→ The task
Report the count of lines in the records that contain "Result", without any added text.

Stored data:
-------------------------
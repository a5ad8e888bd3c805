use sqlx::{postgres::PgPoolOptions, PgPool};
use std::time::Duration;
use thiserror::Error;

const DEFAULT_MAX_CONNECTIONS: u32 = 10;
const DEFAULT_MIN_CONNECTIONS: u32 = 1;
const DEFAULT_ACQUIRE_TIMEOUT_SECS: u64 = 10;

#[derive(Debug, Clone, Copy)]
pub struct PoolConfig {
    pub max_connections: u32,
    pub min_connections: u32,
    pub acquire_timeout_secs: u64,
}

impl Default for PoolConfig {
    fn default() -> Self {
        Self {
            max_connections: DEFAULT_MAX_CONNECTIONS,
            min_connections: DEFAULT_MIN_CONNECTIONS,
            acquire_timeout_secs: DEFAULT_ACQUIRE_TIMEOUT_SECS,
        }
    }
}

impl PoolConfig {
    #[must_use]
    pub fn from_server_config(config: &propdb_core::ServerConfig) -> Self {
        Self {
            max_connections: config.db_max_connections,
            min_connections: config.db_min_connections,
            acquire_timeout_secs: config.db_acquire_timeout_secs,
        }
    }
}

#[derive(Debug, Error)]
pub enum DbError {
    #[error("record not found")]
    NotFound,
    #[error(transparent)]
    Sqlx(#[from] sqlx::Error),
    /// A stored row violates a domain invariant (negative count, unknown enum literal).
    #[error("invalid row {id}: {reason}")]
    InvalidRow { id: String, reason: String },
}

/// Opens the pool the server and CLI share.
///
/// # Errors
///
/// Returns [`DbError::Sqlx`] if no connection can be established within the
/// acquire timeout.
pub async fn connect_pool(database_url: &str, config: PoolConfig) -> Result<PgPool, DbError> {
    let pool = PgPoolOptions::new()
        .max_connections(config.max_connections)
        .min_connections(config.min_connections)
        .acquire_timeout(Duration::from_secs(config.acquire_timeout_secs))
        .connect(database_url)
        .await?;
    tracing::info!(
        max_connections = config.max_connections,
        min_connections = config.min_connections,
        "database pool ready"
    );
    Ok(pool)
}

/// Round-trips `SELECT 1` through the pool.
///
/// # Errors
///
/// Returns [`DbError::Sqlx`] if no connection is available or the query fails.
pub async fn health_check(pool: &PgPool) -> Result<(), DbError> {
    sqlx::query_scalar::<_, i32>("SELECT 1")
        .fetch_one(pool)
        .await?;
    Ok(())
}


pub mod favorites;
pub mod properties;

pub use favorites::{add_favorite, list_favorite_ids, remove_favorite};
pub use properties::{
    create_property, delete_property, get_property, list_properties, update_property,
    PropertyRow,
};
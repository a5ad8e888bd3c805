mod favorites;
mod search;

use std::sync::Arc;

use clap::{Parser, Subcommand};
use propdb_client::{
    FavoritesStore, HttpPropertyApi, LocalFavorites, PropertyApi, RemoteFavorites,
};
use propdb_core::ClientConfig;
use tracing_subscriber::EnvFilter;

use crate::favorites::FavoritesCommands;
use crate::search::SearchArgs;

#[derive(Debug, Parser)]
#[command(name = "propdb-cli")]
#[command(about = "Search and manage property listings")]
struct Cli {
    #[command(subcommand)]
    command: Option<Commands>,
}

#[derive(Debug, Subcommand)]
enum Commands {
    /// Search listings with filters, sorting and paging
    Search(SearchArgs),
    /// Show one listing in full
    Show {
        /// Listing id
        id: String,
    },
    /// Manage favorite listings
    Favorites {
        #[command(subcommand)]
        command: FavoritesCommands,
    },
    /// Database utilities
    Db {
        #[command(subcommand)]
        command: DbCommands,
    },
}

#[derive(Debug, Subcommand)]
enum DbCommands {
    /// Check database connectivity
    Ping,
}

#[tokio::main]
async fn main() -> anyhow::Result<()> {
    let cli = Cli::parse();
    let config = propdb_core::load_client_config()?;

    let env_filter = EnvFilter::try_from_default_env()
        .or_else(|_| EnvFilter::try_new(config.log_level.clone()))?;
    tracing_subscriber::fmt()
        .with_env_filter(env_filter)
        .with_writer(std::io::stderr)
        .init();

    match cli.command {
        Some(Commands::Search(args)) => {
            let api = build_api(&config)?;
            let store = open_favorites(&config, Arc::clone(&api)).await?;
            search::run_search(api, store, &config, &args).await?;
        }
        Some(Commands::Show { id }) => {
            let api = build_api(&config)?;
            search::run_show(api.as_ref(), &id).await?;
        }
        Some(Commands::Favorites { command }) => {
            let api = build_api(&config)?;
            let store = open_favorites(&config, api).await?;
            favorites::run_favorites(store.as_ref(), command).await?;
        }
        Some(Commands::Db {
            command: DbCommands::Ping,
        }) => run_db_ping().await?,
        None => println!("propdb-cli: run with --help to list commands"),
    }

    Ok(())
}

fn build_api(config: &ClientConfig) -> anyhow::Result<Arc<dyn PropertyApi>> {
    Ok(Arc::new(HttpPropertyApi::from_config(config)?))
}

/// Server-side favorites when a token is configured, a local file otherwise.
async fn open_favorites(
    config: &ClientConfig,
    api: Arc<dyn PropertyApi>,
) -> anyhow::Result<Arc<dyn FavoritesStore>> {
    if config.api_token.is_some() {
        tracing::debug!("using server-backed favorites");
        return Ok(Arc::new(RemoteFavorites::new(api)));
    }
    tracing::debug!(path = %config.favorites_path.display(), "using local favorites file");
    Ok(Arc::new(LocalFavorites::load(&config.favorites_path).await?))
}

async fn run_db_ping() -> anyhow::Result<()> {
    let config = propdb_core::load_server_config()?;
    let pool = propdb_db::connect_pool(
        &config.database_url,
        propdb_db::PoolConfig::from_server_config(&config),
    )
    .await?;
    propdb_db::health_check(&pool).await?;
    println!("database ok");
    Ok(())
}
-------------------------
→ Worked solution
6